### ABOUT THIS TASK
All lines with the word "source" must be pulled from the entries below.

════

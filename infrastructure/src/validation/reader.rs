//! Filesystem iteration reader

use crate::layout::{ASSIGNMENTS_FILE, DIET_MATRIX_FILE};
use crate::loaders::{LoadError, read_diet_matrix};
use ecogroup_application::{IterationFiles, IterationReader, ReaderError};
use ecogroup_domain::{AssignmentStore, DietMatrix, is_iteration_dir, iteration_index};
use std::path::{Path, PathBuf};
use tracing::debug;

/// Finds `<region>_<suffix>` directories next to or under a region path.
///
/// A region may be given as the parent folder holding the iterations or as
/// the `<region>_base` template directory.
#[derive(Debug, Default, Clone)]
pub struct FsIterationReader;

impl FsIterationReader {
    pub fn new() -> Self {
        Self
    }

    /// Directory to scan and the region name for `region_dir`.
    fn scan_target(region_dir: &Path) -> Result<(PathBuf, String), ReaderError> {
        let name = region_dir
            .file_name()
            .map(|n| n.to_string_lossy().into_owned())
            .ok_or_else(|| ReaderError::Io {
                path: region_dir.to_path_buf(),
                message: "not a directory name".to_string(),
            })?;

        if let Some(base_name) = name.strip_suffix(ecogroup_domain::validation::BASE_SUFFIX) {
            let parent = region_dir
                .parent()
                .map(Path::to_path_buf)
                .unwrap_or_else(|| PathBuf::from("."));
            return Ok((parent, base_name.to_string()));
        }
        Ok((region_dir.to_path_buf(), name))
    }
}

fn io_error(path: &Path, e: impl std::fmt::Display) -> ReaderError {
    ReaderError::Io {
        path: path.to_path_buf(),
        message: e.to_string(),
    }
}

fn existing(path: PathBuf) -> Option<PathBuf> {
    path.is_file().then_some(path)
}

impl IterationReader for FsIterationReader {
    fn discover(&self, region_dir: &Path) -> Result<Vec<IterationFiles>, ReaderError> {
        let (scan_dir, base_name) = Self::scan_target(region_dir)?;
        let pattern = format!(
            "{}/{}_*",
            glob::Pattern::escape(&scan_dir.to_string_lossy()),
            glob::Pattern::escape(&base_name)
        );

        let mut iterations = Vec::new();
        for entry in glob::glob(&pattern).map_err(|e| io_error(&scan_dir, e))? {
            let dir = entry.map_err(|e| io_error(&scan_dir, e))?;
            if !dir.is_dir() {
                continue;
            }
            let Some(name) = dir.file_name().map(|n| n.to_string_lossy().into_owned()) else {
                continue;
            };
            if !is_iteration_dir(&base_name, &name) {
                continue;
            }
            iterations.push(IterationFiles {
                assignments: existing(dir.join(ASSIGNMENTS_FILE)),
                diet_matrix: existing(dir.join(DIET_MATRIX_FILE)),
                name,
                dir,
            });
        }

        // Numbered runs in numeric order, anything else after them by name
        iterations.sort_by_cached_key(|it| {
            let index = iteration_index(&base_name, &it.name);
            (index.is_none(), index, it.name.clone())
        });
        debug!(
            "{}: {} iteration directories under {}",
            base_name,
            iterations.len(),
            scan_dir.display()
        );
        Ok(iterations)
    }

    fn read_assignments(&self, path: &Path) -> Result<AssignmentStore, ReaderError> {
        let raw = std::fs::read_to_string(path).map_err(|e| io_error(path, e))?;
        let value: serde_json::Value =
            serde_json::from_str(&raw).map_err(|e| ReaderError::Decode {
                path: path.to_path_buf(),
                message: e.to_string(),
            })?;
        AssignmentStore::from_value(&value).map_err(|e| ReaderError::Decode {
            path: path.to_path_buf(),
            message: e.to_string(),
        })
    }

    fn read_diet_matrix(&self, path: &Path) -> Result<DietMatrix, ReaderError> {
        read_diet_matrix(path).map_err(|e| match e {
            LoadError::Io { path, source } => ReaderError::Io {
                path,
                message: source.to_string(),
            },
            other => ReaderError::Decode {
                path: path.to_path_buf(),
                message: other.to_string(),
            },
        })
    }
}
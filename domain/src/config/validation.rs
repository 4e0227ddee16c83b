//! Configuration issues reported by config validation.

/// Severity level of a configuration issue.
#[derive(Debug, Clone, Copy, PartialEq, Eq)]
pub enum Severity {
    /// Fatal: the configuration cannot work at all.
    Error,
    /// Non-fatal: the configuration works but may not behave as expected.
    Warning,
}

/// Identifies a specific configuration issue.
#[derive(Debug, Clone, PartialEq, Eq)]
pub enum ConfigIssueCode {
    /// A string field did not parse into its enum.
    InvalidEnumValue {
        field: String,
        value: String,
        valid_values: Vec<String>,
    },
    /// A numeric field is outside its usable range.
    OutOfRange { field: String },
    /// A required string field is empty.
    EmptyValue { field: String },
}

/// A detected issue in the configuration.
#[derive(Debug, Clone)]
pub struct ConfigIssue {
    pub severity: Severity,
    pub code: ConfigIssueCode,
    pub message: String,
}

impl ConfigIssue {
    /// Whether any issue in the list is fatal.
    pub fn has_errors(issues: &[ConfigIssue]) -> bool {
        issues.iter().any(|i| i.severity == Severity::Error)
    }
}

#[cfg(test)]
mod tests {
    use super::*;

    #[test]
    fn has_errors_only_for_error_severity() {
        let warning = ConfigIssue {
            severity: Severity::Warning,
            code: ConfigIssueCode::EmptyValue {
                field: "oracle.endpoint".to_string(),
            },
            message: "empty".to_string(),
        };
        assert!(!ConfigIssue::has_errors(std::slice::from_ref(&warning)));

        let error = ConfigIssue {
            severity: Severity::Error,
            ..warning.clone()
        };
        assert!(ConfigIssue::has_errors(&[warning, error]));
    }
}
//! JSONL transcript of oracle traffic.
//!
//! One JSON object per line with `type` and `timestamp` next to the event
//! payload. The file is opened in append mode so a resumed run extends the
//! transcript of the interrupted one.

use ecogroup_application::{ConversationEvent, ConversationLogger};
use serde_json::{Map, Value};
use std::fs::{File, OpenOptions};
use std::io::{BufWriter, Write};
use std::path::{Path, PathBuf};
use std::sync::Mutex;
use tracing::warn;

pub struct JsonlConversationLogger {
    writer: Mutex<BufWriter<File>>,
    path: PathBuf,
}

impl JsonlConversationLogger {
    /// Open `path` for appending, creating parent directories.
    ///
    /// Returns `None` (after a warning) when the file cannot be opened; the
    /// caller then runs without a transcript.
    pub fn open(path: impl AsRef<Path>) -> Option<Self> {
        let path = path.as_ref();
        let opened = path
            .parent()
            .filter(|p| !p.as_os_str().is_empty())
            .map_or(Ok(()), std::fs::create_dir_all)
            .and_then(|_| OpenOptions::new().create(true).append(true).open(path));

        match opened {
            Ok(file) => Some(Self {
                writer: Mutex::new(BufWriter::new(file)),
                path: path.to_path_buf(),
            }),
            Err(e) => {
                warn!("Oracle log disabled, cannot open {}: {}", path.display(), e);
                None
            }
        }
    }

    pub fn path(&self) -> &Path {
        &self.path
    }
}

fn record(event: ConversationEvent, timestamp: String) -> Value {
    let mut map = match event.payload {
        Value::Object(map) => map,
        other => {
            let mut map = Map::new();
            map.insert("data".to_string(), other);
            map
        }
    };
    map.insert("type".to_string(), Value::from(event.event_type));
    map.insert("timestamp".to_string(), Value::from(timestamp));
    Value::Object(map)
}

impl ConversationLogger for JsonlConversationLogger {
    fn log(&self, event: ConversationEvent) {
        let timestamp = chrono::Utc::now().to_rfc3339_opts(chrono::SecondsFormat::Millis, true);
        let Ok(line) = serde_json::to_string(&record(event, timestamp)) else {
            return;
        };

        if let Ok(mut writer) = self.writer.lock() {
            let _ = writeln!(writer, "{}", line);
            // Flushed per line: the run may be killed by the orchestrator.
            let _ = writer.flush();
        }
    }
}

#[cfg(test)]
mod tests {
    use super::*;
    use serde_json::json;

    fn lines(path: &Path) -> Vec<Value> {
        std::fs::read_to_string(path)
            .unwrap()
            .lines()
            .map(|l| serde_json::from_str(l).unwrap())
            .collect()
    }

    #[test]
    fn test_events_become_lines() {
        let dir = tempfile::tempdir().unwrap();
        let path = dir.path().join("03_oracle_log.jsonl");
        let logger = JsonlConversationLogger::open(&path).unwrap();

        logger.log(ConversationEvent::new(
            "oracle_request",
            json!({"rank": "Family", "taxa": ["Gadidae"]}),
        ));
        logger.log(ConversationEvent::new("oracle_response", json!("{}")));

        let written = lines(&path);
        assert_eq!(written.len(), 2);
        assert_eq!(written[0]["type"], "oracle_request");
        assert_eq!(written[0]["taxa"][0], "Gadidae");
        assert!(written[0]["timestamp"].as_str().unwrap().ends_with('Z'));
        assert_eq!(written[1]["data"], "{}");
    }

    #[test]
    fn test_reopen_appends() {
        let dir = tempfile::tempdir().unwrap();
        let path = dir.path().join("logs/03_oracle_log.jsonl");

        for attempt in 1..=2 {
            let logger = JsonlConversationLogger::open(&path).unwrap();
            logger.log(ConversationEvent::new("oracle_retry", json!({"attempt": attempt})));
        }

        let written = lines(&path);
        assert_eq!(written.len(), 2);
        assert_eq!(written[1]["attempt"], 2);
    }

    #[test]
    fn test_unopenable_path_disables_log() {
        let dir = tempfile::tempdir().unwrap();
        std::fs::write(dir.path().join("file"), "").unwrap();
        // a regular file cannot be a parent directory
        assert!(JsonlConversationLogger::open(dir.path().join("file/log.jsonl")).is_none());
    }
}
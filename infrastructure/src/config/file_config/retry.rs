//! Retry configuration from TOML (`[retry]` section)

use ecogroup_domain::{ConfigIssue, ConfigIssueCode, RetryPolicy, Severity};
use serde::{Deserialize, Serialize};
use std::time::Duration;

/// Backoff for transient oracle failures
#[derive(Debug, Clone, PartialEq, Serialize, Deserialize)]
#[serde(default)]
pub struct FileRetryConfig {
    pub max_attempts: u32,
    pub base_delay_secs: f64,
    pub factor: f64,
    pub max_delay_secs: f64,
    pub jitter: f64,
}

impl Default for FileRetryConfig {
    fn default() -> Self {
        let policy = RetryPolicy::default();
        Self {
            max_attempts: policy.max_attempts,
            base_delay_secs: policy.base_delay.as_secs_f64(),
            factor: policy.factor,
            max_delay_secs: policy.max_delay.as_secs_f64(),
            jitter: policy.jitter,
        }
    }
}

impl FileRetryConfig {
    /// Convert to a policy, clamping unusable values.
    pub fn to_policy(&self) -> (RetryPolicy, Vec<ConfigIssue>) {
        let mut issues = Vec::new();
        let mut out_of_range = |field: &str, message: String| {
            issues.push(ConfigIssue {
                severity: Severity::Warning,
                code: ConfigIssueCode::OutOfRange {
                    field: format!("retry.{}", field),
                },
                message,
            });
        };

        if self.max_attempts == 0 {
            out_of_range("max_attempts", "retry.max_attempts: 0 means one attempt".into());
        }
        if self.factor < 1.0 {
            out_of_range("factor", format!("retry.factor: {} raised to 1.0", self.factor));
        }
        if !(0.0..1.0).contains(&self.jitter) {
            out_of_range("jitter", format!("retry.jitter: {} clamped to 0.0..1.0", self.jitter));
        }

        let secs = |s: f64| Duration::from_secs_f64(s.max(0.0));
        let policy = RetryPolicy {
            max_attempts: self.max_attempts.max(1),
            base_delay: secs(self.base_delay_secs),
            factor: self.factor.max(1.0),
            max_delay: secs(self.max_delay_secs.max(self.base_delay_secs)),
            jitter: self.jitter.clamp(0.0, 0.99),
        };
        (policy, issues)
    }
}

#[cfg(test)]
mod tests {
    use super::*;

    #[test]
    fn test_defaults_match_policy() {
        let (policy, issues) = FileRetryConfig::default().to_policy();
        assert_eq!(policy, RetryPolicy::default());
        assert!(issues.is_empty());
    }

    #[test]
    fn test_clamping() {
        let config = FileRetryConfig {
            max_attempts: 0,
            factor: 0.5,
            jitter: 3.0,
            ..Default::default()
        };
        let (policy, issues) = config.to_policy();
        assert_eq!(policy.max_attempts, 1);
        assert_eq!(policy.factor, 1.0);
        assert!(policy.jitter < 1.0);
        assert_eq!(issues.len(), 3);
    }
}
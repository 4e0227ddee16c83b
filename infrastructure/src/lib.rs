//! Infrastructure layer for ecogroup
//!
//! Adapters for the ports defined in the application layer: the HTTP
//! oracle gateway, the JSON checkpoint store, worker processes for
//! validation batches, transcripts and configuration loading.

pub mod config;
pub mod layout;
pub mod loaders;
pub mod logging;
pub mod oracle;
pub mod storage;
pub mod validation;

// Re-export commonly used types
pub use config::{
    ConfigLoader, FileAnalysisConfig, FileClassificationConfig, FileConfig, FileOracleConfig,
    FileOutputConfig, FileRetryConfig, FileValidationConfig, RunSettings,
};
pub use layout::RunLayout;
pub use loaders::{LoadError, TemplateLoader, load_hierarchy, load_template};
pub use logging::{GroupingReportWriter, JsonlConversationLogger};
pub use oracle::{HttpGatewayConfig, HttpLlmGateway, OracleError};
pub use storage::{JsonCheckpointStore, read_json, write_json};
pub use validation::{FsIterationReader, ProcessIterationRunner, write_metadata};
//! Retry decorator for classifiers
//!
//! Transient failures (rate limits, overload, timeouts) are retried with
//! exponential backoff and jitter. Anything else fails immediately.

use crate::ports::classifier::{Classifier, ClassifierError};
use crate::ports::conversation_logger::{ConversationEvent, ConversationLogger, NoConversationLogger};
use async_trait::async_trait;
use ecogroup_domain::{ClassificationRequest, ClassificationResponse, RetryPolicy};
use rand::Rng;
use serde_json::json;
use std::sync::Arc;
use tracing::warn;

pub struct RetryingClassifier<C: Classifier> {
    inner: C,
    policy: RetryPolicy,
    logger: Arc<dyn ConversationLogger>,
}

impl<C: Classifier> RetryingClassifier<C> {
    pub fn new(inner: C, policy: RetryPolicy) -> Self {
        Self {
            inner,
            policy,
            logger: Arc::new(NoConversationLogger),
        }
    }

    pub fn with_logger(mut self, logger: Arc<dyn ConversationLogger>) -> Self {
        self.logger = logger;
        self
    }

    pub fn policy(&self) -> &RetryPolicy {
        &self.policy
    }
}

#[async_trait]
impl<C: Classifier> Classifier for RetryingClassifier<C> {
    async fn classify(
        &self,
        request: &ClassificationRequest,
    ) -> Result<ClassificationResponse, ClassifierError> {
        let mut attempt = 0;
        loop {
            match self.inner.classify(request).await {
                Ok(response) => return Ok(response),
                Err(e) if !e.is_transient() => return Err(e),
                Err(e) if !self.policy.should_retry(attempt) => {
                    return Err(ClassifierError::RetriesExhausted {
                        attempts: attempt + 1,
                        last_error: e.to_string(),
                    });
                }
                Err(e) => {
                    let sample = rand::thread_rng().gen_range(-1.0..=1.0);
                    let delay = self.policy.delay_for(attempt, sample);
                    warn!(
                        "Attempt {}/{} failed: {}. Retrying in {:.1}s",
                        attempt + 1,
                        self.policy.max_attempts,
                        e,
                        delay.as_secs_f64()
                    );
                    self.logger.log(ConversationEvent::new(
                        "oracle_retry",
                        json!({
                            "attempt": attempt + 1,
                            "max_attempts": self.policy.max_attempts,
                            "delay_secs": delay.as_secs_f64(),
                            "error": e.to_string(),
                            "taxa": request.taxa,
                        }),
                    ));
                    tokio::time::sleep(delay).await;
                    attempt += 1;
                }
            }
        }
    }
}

════

### RESPONSE AREA
            LoadError::Io { path, source } => ReaderError::Io {
                message: source.to_string(),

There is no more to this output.